-- Data under study --
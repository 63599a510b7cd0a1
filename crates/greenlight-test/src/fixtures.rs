//! Test fixtures for common types.

use chrono::{Duration, Utc};

use greenlight_core::{ApprovalRequest, ApprovalRequestStatus, LogoVariant};

/// A pending request expiring five minutes from now, with logos and details.
#[must_use]
pub fn pending_request() -> ApprovalRequest {
    let expires_at = Utc::now()
        .checked_add_signed(Duration::minutes(5))
        .unwrap_or_else(Utc::now);
    ApprovalRequest::new(
        "Do you want to log in to <b>Example Bank</b> from a new device?",
        expires_at,
    )
    .with_logo(LogoVariant::new("low", 20, "https://cdn.example.com/logo-20.png"))
    .with_logo(LogoVariant::new("default", 40, "https://cdn.example.com/logo-40.png"))
    .with_logo(LogoVariant::new("high", 80, "https://cdn.example.com/logo-80.png"))
    .with_detail("Location", "San Francisco, CA")
    .with_detail("IP Address", "192.0.2.17")
    .with_detail("Device", "Pixel 9")
}

/// A pending request with no logos and no details.
#[must_use]
pub fn bare_pending_request() -> ApprovalRequest {
    let expires_at = Utc::now()
        .checked_add_signed(Duration::minutes(5))
        .unwrap_or_else(Utc::now);
    ApprovalRequest::new("Log in to Example Bank?", expires_at)
}

/// A request whose expiration time passed one hour ago but whose status is
/// still pending, as delivered by a stale upstream list.
#[must_use]
pub fn stale_pending_request() -> ApprovalRequest {
    let expires_at = Utc::now()
        .checked_sub_signed(Duration::hours(1))
        .unwrap_or_else(Utc::now);
    ApprovalRequest::new("Log in to Example Bank?", expires_at)
        .with_detail("Location", "San Francisco, CA")
}

/// A request already resolved to `status`.
#[must_use]
pub fn resolved_request(status: ApprovalRequestStatus) -> ApprovalRequest {
    pending_request().with_status(status)
}

#[cfg(test)]
mod tests {
    use super::*;

    #[test]
    fn pending_request_is_pending() {
        assert!(pending_request().is_pending());
    }

    #[test]
    fn stale_pending_request_expires_on_correction() {
        let mut request = stale_pending_request();
        assert!(request.expire_if_past(Utc::now()));
        assert_eq!(request.status, ApprovalRequestStatus::Expired);
    }

    #[test]
    fn resolved_request_has_status() {
        let request = resolved_request(ApprovalRequestStatus::Denied);
        assert_eq!(request.status, ApprovalRequestStatus::Denied);
    }
}
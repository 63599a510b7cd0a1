//! Simulated SDK and image loader for the reference binary.
//!
//! The real authentication SDK is supplied by the hosting application; the
//! `greenlight` binary is a self-contained harness, so it ships a simulated
//! client with configurable latency and outcome. No network I/O happens
//! here.

use async_trait::async_trait;
use chrono::{Duration as ChronoDuration, Utc};
use std::time::Duration;

use greenlight_core::{
    ApprovalRequest, AuthClient, AuthError, AuthResult, ImageError, ImageLoader, LogoArt,
    LogoVariant,
};

/// How the simulated SDK resolves decisions.
#[derive(Debug, Clone, Copy, PartialEq, Eq)]
pub enum DemoOutcome {
    /// Every decision succeeds.
    Succeed,
    /// Every decision fails; the device stays registered.
    Fail,
    /// Every decision fails and the device registration is gone.
    FailDeregistered,
}

/// Simulated [`AuthClient`] with network-ish latency.
pub struct DemoAuthClient {
    latency: Duration,
    outcome: DemoOutcome,
}

impl DemoAuthClient {
    /// Create a simulated client resolving per `outcome`.
    #[must_use]
    pub fn new(outcome: DemoOutcome) -> Self {
        Self {
            latency: Duration::from_millis(600),
            outcome,
        }
    }

    /// Override the simulated latency.
    #[must_use]
    pub fn with_latency(mut self, latency: Duration) -> Self {
        self.latency = latency;
        self
    }

    async fn resolve(&self) -> AuthResult<()> {
        tokio::time::sleep(self.latency).await;
        match self.outcome {
            DemoOutcome::Succeed => Ok(()),
            DemoOutcome::Fail | DemoOutcome::FailDeregistered => {
                Err(AuthError::Transport("simulated outage".to_string()))
            },
        }
    }
}

#[async_trait]
impl AuthClient for DemoAuthClient {
    async fn approve_request(&self, _request: &ApprovalRequest) -> AuthResult<()> {
        self.resolve().await
    }

    async fn deny_request(&self, _request: &ApprovalRequest) -> AuthResult<()> {
        self.resolve().await
    }

    async fn is_device_registered(&self) -> bool {
        self.outcome != DemoOutcome::FailDeregistered
    }
}

/// Simulated [`ImageLoader`] that "fetches" a stylized logo.
pub struct DemoImageLoader {
    latency: Duration,
}

impl DemoImageLoader {
    /// Create the loader with its default latency.
    #[must_use]
    pub fn new() -> Self {
        Self {
            latency: Duration::from_millis(900),
        }
    }
}

impl Default for DemoImageLoader {
    fn default() -> Self {
        Self::new()
    }
}

#[async_trait]
impl ImageLoader for DemoImageLoader {
    async fn load(&self, _url: &str) -> Result<LogoArt, ImageError> {
        tokio::time::sleep(self.latency).await;
        Ok(LogoArt::new(
            [
                " ███████████ ",
                " ██ EXAMPLE█ ",
                " ██  BANK ██ ",
                " ███████████ ",
            ]
            .iter()
            .map(ToString::to_string)
            .collect(),
        ))
    }
}

/// The bundled demo request.
#[must_use]
pub fn demo_request() -> ApprovalRequest {
    let expires_at = Utc::now()
        .checked_add_signed(ChronoDuration::minutes(5))
        .unwrap_or_else(Utc::now);
    ApprovalRequest::new(
        "Do you want to log in to <b>Example Bank</b> from a new device?",
        expires_at,
    )
    .with_logo(LogoVariant::new("low", 20, "https://cdn.example.com/logo-20.png"))
    .with_logo(LogoVariant::new("default", 40, "https://cdn.example.com/logo-40.png"))
    .with_logo(LogoVariant::new("high", 80, "https://cdn.example.com/logo-80.png"))
    .with_detail("Service", "Example Bank")
    .with_detail("Location", "San Francisco, CA")
    .with_detail("IP Address", "192.0.2.17")
    .with_detail("Device", "Pixel 9")
}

-- What the exercise asks --
Your response should consist of the full listing, exactly as written.

-- Answer box --
repository 63599a510b7cd0a1
filename crates/greenlight-test/src/fixtures.rs
//! Test fixtures for common types.

use chrono::{Duration, Utc};

use greenlight_core::{ApprovalRequest, ApprovalRequestStatus, LogoVariant};

/// A pending request expiring five minutes from now, with logos and details.
#[must_use]
pub fn pending_request() -> ApprovalRequest {
    let expires_at = Utc::now()
        .checked_add_signed(Duration::minutes(5))
        .unwrap_or_else(Utc::now);
    ApprovalRequest::new(
        "Do you want to log in to <b>Example Bank</b> from a new device?",
        expires_at,
    )
    .with_logo(LogoVariant::new("low", 20, "https://cdn.example.com/logo-20.png"))
    .with_logo(LogoVariant::new("default", 40, "https://cdn.example.com/logo-40.png"))
    .with_logo(LogoVariant::new("high", 80, "https://cdn.example.com/logo-80.png"))
    .with_detail("Location", "San Francisco, CA")
    .with_detail("IP Address", "192.0.2.17")
    .with_detail("Device", "Pixel 9")
}

/// A pending request with no logos and no details.
#[must_use]
pub fn bare_pending_request() -> ApprovalRequest {
    let expires_at = Utc::now()
        .checked_add_signed(Duration::minutes(5))
        .unwrap_or_else(Utc::now);
    ApprovalRequest::new("Log in to Example Bank?", expires_at)
}

/// A request whose expiration time passed one hour ago but whose status is
/// still pending, as delivered by a stale upstream list.
#[must_use]
pub fn stale_pending_request() -> ApprovalRequest {
    let expires_at = Utc::now()
        .checked_sub_signed(Duration::hours(1))
        .unwrap_or_else(Utc::now);
    ApprovalRequest::new("Log in to Example Bank?", expires_at)
        .with_detail("Location", "San Francisco, CA")
}

/// A request already resolved to `status`.
#[must_use]
pub fn resolved_request(status: ApprovalRequestStatus) -> ApprovalRequest {
    pending_request().with_status(status)
}

#[cfg(test)]
mod tests {
    use super::*;

    #[test]
    fn pending_request_is_pending() {
        assert!(pending_request().is_pending());
    }

    #[test]
    fn stale_pending_request_expires_on_correction() {
        let mut request = stale_pending_request();
        assert!(request.expire_if_past(Utc::now()));
        assert_eq!(request.status, ApprovalRequestStatus::Expired);
    }

    #[test]
    fn resolved_request_has_status() {
        let request = resolved_request(ApprovalRequestStatus::Denied);
        assert_eq!(request.status, ApprovalRequestStatus::Denied);
    }
}
repository 63599a510b7cd0a1
//! Simulated SDK and image loader for the reference binary.
//!
//! The real authentication SDK is supplied by the hosting application; the
//! `greenlight` binary is a self-contained harness, so it ships a simulated
//! client with configurable latency and outcome. No network I/O happens
//! here.

use async_trait::async_trait;
use chrono::{Duration as ChronoDuration, Utc};
use std::time::Duration;

use greenlight_core::{
    ApprovalRequest, AuthClient, AuthError, AuthResult, ImageError, ImageLoader, LogoArt,
    LogoVariant,
};

/// How the simulated SDK resolves decisions.
#[derive(Debug, Clone, Copy, PartialEq, Eq)]
pub enum DemoOutcome {
    /// Every decision succeeds.
    Succeed,
    /// Every decision fails; the device stays registered.
    Fail,
    /// Every decision fails and the device registration is gone.
    FailDeregistered,
}

/// Simulated [`AuthClient`] with network-ish latency.
pub struct DemoAuthClient {
    latency: Duration,
    outcome: DemoOutcome,
}

impl DemoAuthClient {
    /// Create a simulated client resolving per `outcome`.
    #[must_use]
    pub fn new(outcome: DemoOutcome) -> Self {
        Self {
            latency: Duration::from_millis(600),
            outcome,
        }
    }

    /// Override the simulated latency.
    #[must_use]
    pub fn with_latency(mut self, latency: Duration) -> Self {
        self.latency = latency;
        self
    }

    async fn resolve(&self) -> AuthResult<()> {
        tokio::time::sleep(self.latency).await;
        match self.outcome {
            DemoOutcome::Succeed => Ok(()),
            DemoOutcome::Fail | DemoOutcome::FailDeregistered => {
                Err(AuthError::Transport("simulated outage".to_string()))
            },
        }
    }
}

#[async_trait]
impl AuthClient for DemoAuthClient {
    async fn approve_request(&self, _request: &ApprovalRequest) -> AuthResult<()> {
        self.resolve().await
    }

    async fn deny_request(&self, _request: &ApprovalRequest) -> AuthResult<()> {
        self.resolve().await
    }

    async fn is_device_registered(&self) -> bool {
        self.outcome != DemoOutcome::FailDeregistered
    }
}

/// Simulated [`ImageLoader`] that "fetches" a stylized logo.
pub struct DemoImageLoader {
    latency: Duration,
}

impl DemoImageLoader {
    /// Create the loader with its default latency.
    #[must_use]
    pub fn new() -> Self {
        Self {
            latency: Duration::from_millis(900),
        }
    }
}

impl Default for DemoImageLoader {
    fn default() -> Self {
        Self::new()
    }
}

#[async_trait]
impl ImageLoader for DemoImageLoader {
    async fn load(&self, _url: &str) -> Result<LogoArt, ImageError> {
        tokio::time::sleep(self.latency).await;
        Ok(LogoArt::new(
            [
                " ███████████ ",
                " ██ EXAMPLE█ ",
                " ██  BANK ██ ",
                " ███████████ ",
            ]
            .iter()
            .map(ToString::to_string)
            .collect(),
        ))
    }
}

/// The bundled demo request.
#[must_use]
pub fn demo_request() -> ApprovalRequest {
    let expires_at = Utc::now()
        .checked_add_signed(ChronoDuration::minutes(5))
        .unwrap_or_else(Utc::now);
    ApprovalRequest::new(
        "Do you want to log in to <b>Example Bank</b> from a new device?",
        expires_at,
    )
    .with_logo(LogoVariant::new("low", 20, "https://cdn.example.com/logo-20.png"))
    .with_logo(LogoVariant::new("default", 40, "https://cdn.example.com/logo-40.png"))
    .with_logo(LogoVariant::new("high", 80, "https://cdn.example.com/logo-80.png"))
    .with_detail("Service", "Example Bank")
    .with_detail("Location", "San Francisco, CA")
    .with_detail("IP Address", "192.0.2.17")
    .with_detail("Device", "Pixel 9")
}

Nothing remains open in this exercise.